The whole enterprise started with the boiling of 1 gallon of seawater out of Salem Harbor on Ahearn's kitchen stove, just to see if they could do it.

"We actually made salt, and we were hooked," Darnell said. "But it's one thing to boil down a gallon of water on your stove to produce salt and another to consistently produce the finest flake."

The women, both 39, hold MBAs from Babson College and day jobs in traditional businesses. But that 1 gallon of water turned their hearts to salt.

The idea in hand, they embarked on their research.

They investigated the history of salt and identified those companies — such as Maldon Salt Co., in Essex, England — regarded as the producers of the finest flake and finishing salt. They checked with local and state regulatory about the propriety of freely harvesting seawater from public areas and with health agencies for the applicable standards.

Then they hit the road, traveling the North Shore coastline from Newburyport to Salem, sampling and testing the seawater, searching for the right salinity and the highest purity. That search ultimately led them to Cape Ann, where they found what they considered the very best water for what they believe is the among the best sea salts anyone is making.

"We narrowed it down to a couple places we liked because of the taste of the salt and because they just felt like it was the right places to be," Ahearn said.

They even performed a blind taste-test of salts made from seawater from varying spots.

"It was very slight, but you could tell the difference ,and we knew that one was slightly better than the other," Darnell said. "It's amazing what we've learned in a short time. Salt is all we talk about.
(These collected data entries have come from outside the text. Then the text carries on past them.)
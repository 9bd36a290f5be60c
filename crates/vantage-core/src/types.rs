use serde::{Deserialize, Serialize};

use crate::{Pt2, Pt3, Real};

/// One pixel ↔ ground correspondence used for pose fitting.
///
/// `world` is a metric position (easting, northing, elevation).
#[derive(Debug, Clone, Copy, PartialEq, Serialize, Deserialize)]
pub struct Correspondence {
    pub pixel: Pt2,
    pub world: Pt3,
}

impl Correspondence {
    pub fn new(pixel: Pt2, world: Pt3) -> Self {
        Self { pixel, world }
    }
}

/// Summary statistics of per-point reprojection errors (pixels).
#[derive(Debug, Clone, Copy, PartialEq, Serialize, Deserialize)]
pub struct ReprojectionStats {
    pub mean: Real,
    pub rms: Real,
    pub max: Real,
    pub count: usize,
}

impl ReprojectionStats {
    /// Aggregate a slice of non-negative errors. Returns `None` for an empty slice.
    pub fn from_errors(errors: &[Real]) -> Option<Self> {
        if errors.is_empty() {
            return None;
        }
        let n = errors.len() as Real;
        let sum: Real = errors.iter().sum();
        let ss: Real = errors.iter().map(|e| e * e).sum();
        let max = errors.iter().copied().fold(0.0, Real::max);
        Some(Self {
            mean: sum / n,
            rms: (ss / n).sqrt(),
            max,
            count: errors.len(),
        })
    }
}
use nalgebra::{RealField, Vector2, Vector3};
use serde::{Deserialize, Serialize};

/// Projection model from a camera direction to normalized coordinates.
pub trait ProjectionModel<S: RealField + Copy> {
    /// Project a direction in camera coordinates to normalized coordinates.
    ///
    /// Returns `None` when the direction is not projectable (e.g. behind camera).
    fn project_dir(&self, dir_c: &Vector3<S>) -> Option<Vector2<S>>;
    /// Unproject normalized coordinates to a direction in camera coordinates.
    fn unproject_dir(&self, n: &Vector2<S>) -> Vector3<S>;
}

/// Classic pinhole projection model.
#[derive(Clone, Copy, Debug, Default, Serialize, Deserialize)]
pub struct Pinhole;

impl<S: RealField + Copy> ProjectionModel<S> for Pinhole {
    fn project_dir(&self, dir_c: &Vector3<S>) -> Option<Vector2<S>> {
        if dir_c.z <= S::zero() {
            return None;
        }
        Some(Vector2::new(dir_c.x / dir_c.z, dir_c.y / dir_c.z))
    }

    fn unproject_dir(&self, n: &Vector2<S>) -> Vector3<S> {
        Vector3::new(n.x, n.y, S::one())
    }
}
My husband is so bored with it."

Though they started the company in August, Darnell said they didn't even attempt their first sale until November. Much of the work now involves marketing the product and getting the word out to chefs and everyday cooks, making them aware of the daily uses for what often is regarded as a somewhat precious spice.

"We don't want folks to think of it as so super-special that you're only going to take it out and use it on special occasions," Darnell said.

They've also expanded their product line to include salt blends and are looking at the possibility of expanding into brines or spice rubs.

The marketing is a bit of a small-ball effort, involving word-of-mouth and local food shows. Joey Ciaramitaro gave them a shout-out on the highly popular "GoodMorningGloucester" blog. They also have been invited to showcase their salt at some of the region's most prestigious food shows, such as Eat Boutique magazine's Boston Holiday Market during the Christmas season, as well as the upcoming SoWash open market in Boston.

The goal for Atlantic Saltworks is to centralize cooking and packaging operations in one exclusive location, with Gloucester as the women's primary choice.

"I have to say we've felt extremely welcome in Gloucester," Ahearn said.

In crafting their own Gloucester connection, according to Justin Demetri — a Cape Ann historian with the Essex Shipbuilding Museum — the Salt Ladies will add to a long historical line of Gloucester's connection with salt.

"Gloucester, at the turn of the (19th) century, was the world's largest importer of salt," Demetri wrote in response to an email request. "It was the largest fishing fleet in the Western Hemisphere and one of the last great salt fish ports.

The death knell for the industry, however, came with the establishment of fresh fish markets in Boston and elsewhere around 1850.

"As people's tastes changed, salt fish's market share would slowly decrease," Demerit said. "By the arrival of flash freezing in the 1920s, Gloucester's salt fishing fleet was on its last legs."

Now, almost 100 years later, Gloucester's role in the salt business may be reawakening — thanks to the Salt Ladies.